I just assumed that the user (me in my case) would never use the same database connection in two places at once. The possible bugs from that are far worse than the rare incorrect error description, so I just considered it back practice and don't try to deal with it's problems.

I’ve been benchmarking it (by just running a “Bind” in a loop), and using the path adds about 25 nanoseconds per CLN. Haven’t figured out yet why my code seems to be slower than Shaun’s (hope it’s not the LVOOP :) ).

It's not the LVOOP mine uses LVOOP and is faster than Shaun's. On Shaun's benchmark with 100000 points, his is 181.95 insert and 174.82 dump mine is 155.43 and 157.77

I have the Property Node interface working on mine (at least a basic version of what I'm going to do), working on optimizing it currently. Found a new way to confuse LabVIEW in the process. Right now when working with large amounts of data a VI that only returns a LVOOP object for storing parameters (and containing nothing at that point only takes about 40 bytes of memory), can take hundreds of ms to run. I think it's trying to reuse the memory previous runs LVOOP object and has to free the old data I had assigned to it, but for some odd reason it can slow down drastically.

Posted

Do CLNs load their library at load-time or run-time? If it's the later (I believe it is), then you have up until the first CLN call to programmatically copy a different DLL to your relative location. In dealing with an oversight I found in the lvsound2 library recently, I was experimenting with forcing a DLL to unload unilaterally. Unfortunately, it does not seem this is possible. With that in mind, if there are a subset of specific functions (e.g. sqlite_version()) which might need to be called as part of the logic to figure out which library to use, it would be wise to wrap that in a dynamically called VI so that the DLL does not attempt to stay resident.

If you specify the path in the configuration dialog, the DLL is loaded at load time. If you specify it through the path parameter it is loaded at runtime.

Posted

I use the type of the data within sqlite to determine how to read it. When you use "variant to data" with a variant containing 64 bit int (as read from sqlite) it can be converted into a 32bit int without error(as can a double to single). So I store int (all sizes),singles,doubles and strings as their related sqlite types. empty variants as nulls, and every things else (including NaNs) as flattened data . As mine is written anything saved via variant, when read back as a variant will "variant to data" back to it's originally type without loss of data. Which handles all the use cases I could think of. NaN's being flattened was the only iffy part about it. I don't think variant support is critical, but with the way my interface works it gives some advantages.

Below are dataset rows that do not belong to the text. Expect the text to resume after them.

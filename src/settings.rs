use std::collections::BTreeMap;
use std::path::{Path, PathBuf};

use serde::{Deserialize, Serialize};

use crate::codec::{resolve_encoding, DEFAULT_CSV_ENCODING};
use crate::error::{ConvError, Result};
use crate::fields::FieldMap;
use crate::journal::{HeaderRow, StatementConfig};
use crate::models::{AccountType, Timezone};
use crate::reader::{OnBadDate, ReaderOptions};

pub const DEFAULT_TIMEZONE: &str = "JST-9";

/// Settings shared by every issuer unless the issuer overrides them.
#[derive(Debug, Clone, Default, PartialEq, Eq, Serialize, Deserialize)]
pub struct Defaults {
    #[serde(default)]
    pub encoding: Option<String>,
    #[serde(default)]
    pub timezone: Option<String>,
    #[serde(default)]
    pub on_bad_date: Option<OnBadDate>,
}

/// One issuer's CSV layout. Unset fields come from `include`, then `defaults`.
#[derive(Debug, Clone, Default, PartialEq, Eq, Serialize, Deserialize)]
pub struct Profile {
    #[serde(default)]
    pub include: Option<String>,
    #[serde(rename = "type", default)]
    pub account_type: Option<AccountType>,
    #[serde(default)]
    pub encoding: Option<String>,
    #[serde(default)]
    pub timezone: Option<String>,
    #[serde(default)]
    pub cardnumber: Option<String>,
    #[serde(default)]
    pub cardname: Option<String>,
    #[serde(default)]
    pub skip_lines: Option<usize>,
    #[serde(default)]
    pub header_row: Option<HeaderRow>,
    #[serde(default)]
    pub body: Option<String>,
    #[serde(default)]
    pub on_bad_date: Option<OnBadDate>,
}

impl Profile {
    /// Fill every unset field from `base`.
    fn inherit(self, base: &Profile) -> Profile {
        Profile {
            include: self.include,
            account_type: self.account_type.or(base.account_type),
            encoding: self.encoding.or_else(|| base.encoding.clone()),
            timezone: self.timezone.or_else(|| base.timezone.clone()),
            cardnumber: self.cardnumber.or_else(|| base.cardnumber.clone()),
            cardname: self.cardname.or_else(|| base.cardname.clone()),
            skip_lines: self.skip_lines.or(base.skip_lines),
            header_row: self.header_row.or(base.header_row),
            body: self.body.or_else(|| base.body.clone()),
            on_bad_date: self.on_bad_date.or(base.on_bad_date),
        }
    }
}

#[derive(Debug, Clone, Default, PartialEq, Eq, Serialize, Deserialize)]
pub struct Settings {
    #[serde(default)]
    pub defaults: Defaults,
    #[serde(default)]
    pub issuers: BTreeMap<String, Profile>,
}

fn config_dir() -> PathBuf {
    dirs::home_dir()
        .unwrap_or_else(|| PathBuf::from("."))
        .join(".config")
        .join("csv2ofx")
}

pub fn settings_path() -> PathBuf {
    config_dir().join("issuers.json")
}

pub fn load_settings(path: Option<&Path>) -> Result<Settings> {
    let path = path.map(Path::to_path_buf).unwrap_or_else(settings_path);
    let content = std::fs::read_to_string(&path).map_err(|e| {
        ConvError::Settings(format!("cannot read {}: {e}", path.display()))
    })?;
    Settings::parse(&content)
}

impl Settings {
    /// Parse a settings document and reject broken include graphs.
    pub fn parse(content: &str) -> Result<Self> {
        let settings: Settings = serde_json::from_str(content.trim_start_matches('\u{FEFF}'))?;
        settings.check_includes()?;
        Ok(settings)
    }

    pub fn issuer_names(&self) -> Vec<&str> {
        self.issuers.keys().map(String::as_str).collect()
    }

    /// Issuer names from `name` up its include chain. Fails on unknown names
    /// and cycles.
    fn include_chain<'a>(&'a self, name: &'a str) -> Result<Vec<&'a str>> {
        let mut chain = vec![name];
        let mut current = self
            .issuers
            .get(name)
            .ok_or_else(|| ConvError::UnknownIssuer(name.to_string()))?;
        while let Some(next) = current.include.as_deref() {
            let next = next.trim_matches(|c| c == '[' || c == ']');
            if chain.contains(&next) {
                chain.push(next);
                return Err(ConvError::IncludeCycle(chain.join(" -> ")));
            }
            current = self
                .issuers
                .get(next)
                .ok_or_else(|| ConvError::UnknownIssuer(next.to_string()))?;
            chain.push(next);
        }
        Ok(chain)
    }

    fn check_includes(&self) -> Result<()> {
        for name in self.issuers.keys() {
            self.include_chain(name)?;
        }
        Ok(())
    }

    /// The profile for `name` with inherited values merged in.
    pub fn profile(&self, name: &str) -> Result<Profile> {
        let chain = self.include_chain(name)?;
        let mut merged = Profile::default();
        for issuer in chain.iter().rev() {
            merged = self.issuers[*issuer].clone().inherit(&merged);
        }
        Ok(merged)
    }

    /// Build the statement reader configuration for `name`. `timezone`
    /// overrides whatever the profile says.
    pub fn statement_config(&self, name: &str, timezone: Option<&str>) -> Result<StatementConfig> {
        let profile = self.profile(name)?;
        let body = profile
            .body
            .as_deref()
            .ok_or_else(|| ConvError::Settings(format!("issuer {name} has no body mapping")))?;

        let encoding = profile
            .encoding
            .as_deref()
            .or(self.defaults.encoding.as_deref())
            .unwrap_or(DEFAULT_CSV_ENCODING);
        let tz = timezone
            .or(profile.timezone.as_deref())
            .or(self.defaults.timezone.as_deref())
            .unwrap_or(DEFAULT_TIMEZONE);
        let tzinfo = if tz.trim().is_empty() {
            None
        } else {
            Some(Timezone::parse(tz)?)
        };

        Ok(StatementConfig {
            fields: FieldMap::parse(body),
            encoding: resolve_encoding(encoding)?,
            skip_lines: profile.skip_lines.unwrap_or(0),
            header_row: profile.header_row,
            cardnumber: profile.cardnumber.unwrap_or_default(),
            cardname: profile.cardname.unwrap_or_default(),
            reader: ReaderOptions {
                account_type: profile.account_type.unwrap_or_default(),
                on_bad_date: profile
                    .on_bad_date
                    .or(self.defaults.on_bad_date)
                    .unwrap_or_default(),
                tzinfo,
            },
        })
    }
}

#[cfg(test)]
mod tests {
    use super::*;

    const SAMPLE: &str = r#"{
        "defaults": { "timezone": "JST-9", "on_bad_date": "skip" },
        "issuers": {
            "smbc": {
                "type": "credit",
                "cardname": "SMBC VISA",
                "skip_lines": 1,
                "body": "date,description,amount,,,memo"
            },
            "smbc-family": {
                "include": "smbc",
                "cardname": "SMBC FAMILY"
            },
            "mufg": {
                "type": "bank",
                "encoding": "utf-8",
                "timezone": "",
                "header_row": { "cardnumber_column": 2 },
                "body": "date?,description,-amount,+amount,memo",
                "on_bad_date": "previous"
            }
        }
    }"#;

    #[test]
    fn test_issuer_names_sorted() {
        let s = Settings::parse(SAMPLE).unwrap();
        assert_eq!(s.issuer_names(), vec!["mufg", "smbc", "smbc-family"]);
    }

    #[test]
    fn test_statement_config_defaults() {
        let s = Settings::parse(SAMPLE).unwrap();
        let cfg = s.statement_config("smbc", None).unwrap();
        assert_eq!(cfg.encoding, encoding_rs::SHIFT_JIS);
        assert_eq!(cfg.skip_lines, 1);
        assert_eq!(cfg.cardname, "SMBC VISA");
        assert_eq!(cfg.reader.account_type, AccountType::Credit);
        assert_eq!(cfg.reader.on_bad_date, OnBadDate::Skip);
        assert_eq!(cfg.reader.tzinfo.unwrap().offset_secs, 9 * 3600);
        assert_eq!(cfg.fields.indices("memo"), &[5]);
    }

    #[test]
    fn test_include_inherits_and_overrides() {
        let s = Settings::parse(SAMPLE).unwrap();
        let cfg = s.statement_config("smbc-family", None).unwrap();
        assert_eq!(cfg.cardname, "SMBC FAMILY");
        assert_eq!(cfg.skip_lines, 1);
        assert_eq!(cfg.fields.indices("amount"), &[2]);
    }

    #[test]
    fn test_empty_timezone_is_naive_and_override_wins() {
        let s = Settings::parse(SAMPLE).unwrap();
        let cfg = s.statement_config("mufg", None).unwrap();
        assert!(cfg.reader.tzinfo.is_none());
        assert_eq!(cfg.reader.account_type, AccountType::Bank);
        assert_eq!(cfg.header_row.unwrap().cardnumber_column, Some(2));
        let cfg = s.statement_config("mufg", Some("PST+8")).unwrap();
        assert_eq!(cfg.reader.tzinfo.unwrap().name, "PST");
    }

    #[test]
    fn test_include_cycle_rejected_up_front() {
        let json = r#"{ "issuers": {
            "a": { "include": "b", "body": "date,amount" },
            "b": { "include": "c" },
            "c": { "include": "a" },
            "d": { "body": "date,amount" }
        } }"#;
        match Settings::parse(json) {
            Err(ConvError::IncludeCycle(chain)) => assert_eq!(chain, "a -> b -> c -> a"),
            other => panic!("expected include cycle, got {other:?}"),
        }
    }

    #[test]
    fn test_unknown_include_rejected() {
        let json = r#"{ "issuers": { "a": { "include": "[nowhere]" } } }"#;
        assert!(matches!(
            Settings::parse(json),
            Err(ConvError::UnknownIssuer(name)) if name == "nowhere"
        ));
    }

    #[test]
    fn test_unknown_issuer_and_missing_body() {
        let s = Settings::parse(r#"{ "issuers": { "x": { "type": "credit" } } }"#).unwrap();
        assert!(matches!(s.statement_config("y", None), Err(ConvError::UnknownIssuer(_))));
        assert!(matches!(s.statement_config("x", None), Err(ConvError::Settings(_))));
    }

    #[test]
    fn test_load_settings_from_file() {
        let dir = tempfile::tempdir().unwrap();
        let path = dir.path().join("issuers.json");
        std::fs::write(&path, SAMPLE).unwrap();
        let s = load_settings(Some(&path)).unwrap();
        assert_eq!(s.issuers.len(), 3);
        assert!(load_settings(Some(&dir.path().join("missing.json"))).is_err());
    }
}
use std::collections::HashSet;
use std::path::Path;

use chrono::{NaiveDate, NaiveDateTime};
use encoding_rs::Encoding;
use serde::{Deserialize, Serialize};

use crate::amazon::{AmazonJournal, AGGREGATOR_MARKER};
use crate::codec::read_to_string;
use crate::error::Result;
use crate::fields::FieldMap;
use crate::fmt::normalize;
use crate::models::{Timezone, Transaction, Warning};
use crate::ofx;
use crate::reader::{ReaderOptions, RowReader};
use crate::subst::SubstTable;

/// Columns of a header record holding the card number and holder name.
#[derive(Debug, Clone, Copy, Default, PartialEq, Eq, Serialize, Deserialize)]
pub struct HeaderRow {
    #[serde(default)]
    pub cardnumber_column: Option<usize>,
    #[serde(default)]
    pub cardname_column: Option<usize>,
}

/// Everything needed to read one issuer's statement CSV.
#[derive(Debug, Clone)]
pub struct StatementConfig {
    pub fields: FieldMap,
    pub encoding: &'static Encoding,
    pub skip_lines: usize,
    pub header_row: Option<HeaderRow>,
    pub cardnumber: String,
    pub cardname: String,
    pub reader: ReaderOptions,
}

#[derive(Debug, Clone, Copy, Default)]
pub struct WriteOptions {
    pub upper: bool,
    pub from: Option<NaiveDate>,
    pub to: Option<NaiveDate>,
}

/// Transactions of one statement, in file order.
#[derive(Debug, Clone)]
pub struct Journal {
    pub transactions: Vec<Transaction>,
    pub cardnumber: String,
    pub cardname: String,
    pub generated_at: NaiveDateTime,
    pub tzinfo: Option<Timezone>,
    pub warnings: Vec<Warning>,
}

impl Journal {
    pub fn new(tzinfo: Option<Timezone>) -> Self {
        let generated_at = match &tzinfo {
            Some(tz) => tz.now(),
            None => chrono::Local::now().naive_local(),
        };
        Self {
            transactions: Vec::new(),
            cardnumber: String::new(),
            cardname: String::new(),
            generated_at,
            tzinfo,
            warnings: Vec::new(),
        }
    }

    #[allow(dead_code)]
    pub fn is_empty(&self) -> bool {
        self.transactions.is_empty()
    }

    pub fn len(&self) -> usize {
        self.transactions.len()
    }

    pub fn read_csv(
        path: &Path,
        config: &StatementConfig,
        amazon: Option<&AmazonJournal>,
        subst: Option<&SubstTable>,
    ) -> Result<Self> {
        let text = read_to_string(path, config.encoding)?;
        Self::parse(&text, config, amazon, subst)
    }

    /// Read statement rows from already-decoded CSV text.
    pub fn parse(
        text: &str,
        config: &StatementConfig,
        amazon: Option<&AmazonJournal>,
        subst: Option<&SubstTable>,
    ) -> Result<Self> {
        let mut journal = Self::new(config.reader.tzinfo.clone());
        journal.cardnumber = config.cardnumber.clone();
        journal.cardname = config.cardname.clone();

        let mut rdr = csv::ReaderBuilder::new()
            .has_headers(false)
            .flexible(true)
            .from_reader(text.as_bytes());
        let mut records = rdr.records();

        for _ in 0..config.skip_lines {
            if records.next().transpose()?.is_none() {
                break;
            }
        }
        if let Some(header_row) = config.header_row {
            if let Some(header) = records.next().transpose()? {
                let cell = |col: Option<usize>| {
                    col.and_then(|i| header.get(i))
                        .map(|s| normalize(s.trim()))
                        .unwrap_or_default()
                };
                // Values from the profile win over the header record.
                if journal.cardnumber.is_empty() {
                    journal.cardnumber = cell(header_row.cardnumber_column);
                }
                if journal.cardname.is_empty() {
                    journal.cardname = cell(header_row.cardname_column);
                }
            }
        }

        let mut reader = RowReader::new(config.fields.clone(), config.reader.clone())?;
        for (i, result) in records.enumerate() {
            let record = result?;
            let row = record.position().map_or(i + 1, |p| p.line() as usize);
            let outcome = reader.read_row(row, &record)?;
            if let Some(warning) = outcome.warning {
                journal.warnings.push(warning);
            }
            let Some(mut txn) = outcome.transaction else {
                continue;
            };
            if let Some(az) = amazon {
                if txn.description == AGGREGATOR_MARKER {
                    journal.reconcile(az, &mut txn);
                }
            }
            if let Some(table) = subst {
                txn.memo = table.apply(&txn.memo);
            }
            journal.transactions.push(txn);
        }
        Ok(journal)
    }

    /// Replace the memo of an aggregator line with the items it paid for.
    fn reconcile(&mut self, az: &AmazonJournal, txn: &mut Transaction) {
        let matches = az.search(txn.date, -txn.amount);
        match matches.as_slice() {
            [only] => txn.memo = only.text.clone(),
            _ => self.warnings.push(Warning::AmbiguousCharge {
                date: txn.date,
                amount: -txn.amount,
                matches: matches.len(),
            }),
        }
    }

    /// Drop later rows repeating the (date, description, amount, memo) of an
    /// earlier row. Returns how many were removed.
    pub fn dedupe(&mut self) -> usize {
        let before = self.transactions.len();
        let mut seen = HashSet::new();
        self.transactions.retain(|t| {
            seen.insert((t.date, t.description.clone(), t.amount, t.memo.clone()))
        });
        before - self.transactions.len()
    }

    fn selected(&self, opts: &WriteOptions) -> Vec<&Transaction> {
        let mut selected: Vec<&Transaction> = self
            .transactions
            .iter()
            .filter(|t| t.amount != 0)
            .filter(|t| opts.from.map_or(true, |from| from <= t.date))
            .filter(|t| opts.to.map_or(true, |to| t.date <= to))
            .collect();
        selected.sort_by_key(|t| t.fitid);
        selected
    }

    /// The OFX document, or `None` when no transaction survives filtering.
    pub fn render_ofx(&self, opts: &WriteOptions) -> Option<String> {
        let selected = self.selected(opts);
        let first = *selected.iter().min_by_key(|t| t.date)?;
        let last = *selected.iter().max_by_key(|t| t.date)?;
        let stamp = |t: &Transaction| ofx::ofx_datetime(&t.posted_at(), t.tzinfo.as_ref());

        let mut out = ofx::header(&ofx::Header {
            datetime: &ofx::ofx_datetime(&self.generated_at, self.tzinfo.as_ref()),
            cardname: &self.cardname,
            cardnumber: &self.cardnumber,
            firstdate: &stamp(first),
            lastdate: &stamp(last),
        });
        for &t in &selected {
            let description = normalize(&t.description);
            let description = if opts.upper {
                description.to_uppercase()
            } else {
                description
            };
            out.push_str(&ofx::transaction(&ofx::Entry {
                transaction_type: if t.amount >= 0 { "CREDIT" } else { "DEBIT" },
                datetime: &stamp(t),
                amount: t.amount.unsigned_abs(),
                fitid: t.fitid,
                description: &description,
                memo: &normalize(&t.memo),
            }));
        }
        let total: i128 = selected.iter().map(|t| i128::from(t.amount)).sum();
        out.push_str(&ofx::footer(total));
        Some(out)
    }

    /// Write the OFX document to `path`. Returns `false` and writes nothing
    /// when there is nothing to report.
    pub fn write_ofx(&self, path: &Path, opts: &WriteOptions) -> Result<bool> {
        let Some(doc) = self.render_ofx(opts) else {
            return Ok(false);
        };
        std::fs::write(path, doc)?;
        Ok(true)
    }
}
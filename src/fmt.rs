use std::sync::OnceLock;

use regex::Regex;
use unicode_normalization::UnicodeNormalization;
use unicode_width::UnicodeWidthChar;

pub const ELLIPSIS: char = '.';

/// NFKC-normalize `s`.
///
/// Half-width katakana widen with their voicing marks composed, and the
/// half-width prolonged-sound mark U+FF70 becomes `ー`. ASCII hyphens are
/// left alone.
pub fn normalize(s: &str) -> String {
    s.nfkc().collect()
}

/// Collapse runs of spaces into one.
pub fn collapse_spaces(s: &str) -> String {
    static SPACES: OnceLock<Regex> = OnceLock::new();
    let re = SPACES.get_or_init(|| Regex::new(" {2,}").expect("static regex"));
    re.replace_all(s, " ").into_owned()
}

/// Visual width: 2 for East Asian Wide/Fullwidth, 1 for anything else.
pub fn char_width(c: char) -> usize {
    match UnicodeWidthChar::width(c) {
        Some(2) => 2,
        _ => 1,
    }
}

#[allow(dead_code)]
pub fn display_width(s: &str) -> usize {
    s.chars().map(char_width).sum()
}

/// Shorten `s` to exactly `width` columns as `head + dots + tail`.
///
/// Strings that already fit are returned unchanged. The tail takes at most
/// half of the budget left after a two-dot ellipsis, the head takes what the
/// tail left, and the dots pad the remainder so the result is `width` wide.
pub fn omit(s: &str, width: usize) -> String {
    let chars: Vec<char> = s.chars().collect();
    let widths: Vec<usize> = chars.iter().copied().map(char_width).collect();
    if widths.iter().sum::<usize>() <= width {
        return s.to_string();
    }

    let ellipsis_min = 2.min(width);
    let tail_budget = (width - ellipsis_min) / 2;
    let mut tail_width = 0;
    let mut tail_start = chars.len();
    while tail_start > 0 && tail_width + widths[tail_start - 1] <= tail_budget {
        tail_start -= 1;
        tail_width += widths[tail_start];
    }

    let head_budget = width - ellipsis_min - tail_width;
    let mut head_width = 0;
    let mut head_end = 0;
    while head_end < tail_start && head_width + widths[head_end] <= head_budget {
        head_width += widths[head_end];
        head_end += 1;
    }

    let dots = width - head_width - tail_width;
    let mut out: String = chars[..head_end].iter().collect();
    out.extend(std::iter::repeat(ELLIPSIS).take(dots));
    out.extend(&chars[tail_start..]);
    out
}
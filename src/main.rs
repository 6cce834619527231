mod amazon;
mod cli;
mod codec;
mod error;
mod fields;
mod fmt;
mod journal;
mod models;
mod ofx;
mod reader;
mod settings;
mod subst;

use clap::Parser;
use tracing_subscriber::EnvFilter;

use cli::{Cli, Commands};

fn init_logging() {
    let filter =
        EnvFilter::try_from_env("CSV2OFX_LOG").unwrap_or_else(|_| EnvFilter::new("csv2ofx=info"));
    tracing_subscriber::fmt()
        .with_env_filter(filter)
        .with_writer(std::io::stderr)
        .with_target(false)
        .without_time()
        .init();
}

fn main() {
    let cli = Cli::parse();
    init_logging();

    let result = match cli.command {
        Commands::Convert(args) => cli::convert::run(&args),
        Commands::Issuers { conf } => cli::issuers::run(conf.as_deref()),
    };

    if let Err(e) = result {
        eprintln!("Error: {e:#}");
        std::process::exit(1);
    }
}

If I’m imagining it right, your package goes the route of getting SQLite to serve as a LabVIEW data-type repository. I would guess you could abstract away the details of the SQLite loose typing system from the User entirely, making it simpler to learn.

I went a different route of defining an explicit boundary between the two type systems, with the User dealing directly with the SQLite types. So my BIND VIs refer to SQLite3 types (Text, Blob, Real, Integer) while my GET COLUMN VIs refer to LabVIEW types (string, DBL, I64). On the its side of the boundary, I let SQLite store things as it wants, including storing empty strings or NaNs and NULL. This, I think, is an advantage if I were to need to interact with an SQLite Database created by another program; can your package handle reading data from columns where some rows are NULL?

How do you handle the fact that LabVIEW strings can represent either ANSI text or binary data? The former maps to SQLite_TEXT, while the later maps to SQLite_BLOB. Do you store all strings as TEXT?

Mine is a lower-level approach, I think, which has tradeoffs of greater flexibility but also greater required knowledge to use. Fortunately SQLite has excellent documentation.

On one of my benchmarks where I write a bunch of string data to the database I'm 12% slower if I pass the path in on just the bind text CLN. It should be worse with numeric data (since those have far less overhead). I remember it being worse the last time I checked so I guess some optimizations were made since then.

I need to recheck my benchmark, as 25 ns seems unbelievably fast even to me.

I just assumed that the user (me in my case) would never use the same database connection in two places at once. The possible bugs from that are far worse than the rare incorrect error description, so I just considered it back practice and don't try to deal with it's problems.

I’m trying to get this into OpenG, though, and don’t want rare race conditions. I could get around this issue using DVRs or some other lock, but that’s some effort, so I’m putting it off until I fully understand all issues.

It's not the LVOOP mine uses LVOOP and is faster than Shaun's. On Shaun's benchmark with 100000 points, his is 181.95 insert and 174.82 dump mine is 155.43 and 157.77

I realized a problem in using my Example1 as a benchmark. Fixing that, I’m still slower than Shaun by about 40%. I need to see if I can improve that.

— James

In dealing with an oversight I found in the lvsound2 library recently, I was experimenting with forcing a DLL to unload unilaterally. Unfortunately, it does not seem this is possible.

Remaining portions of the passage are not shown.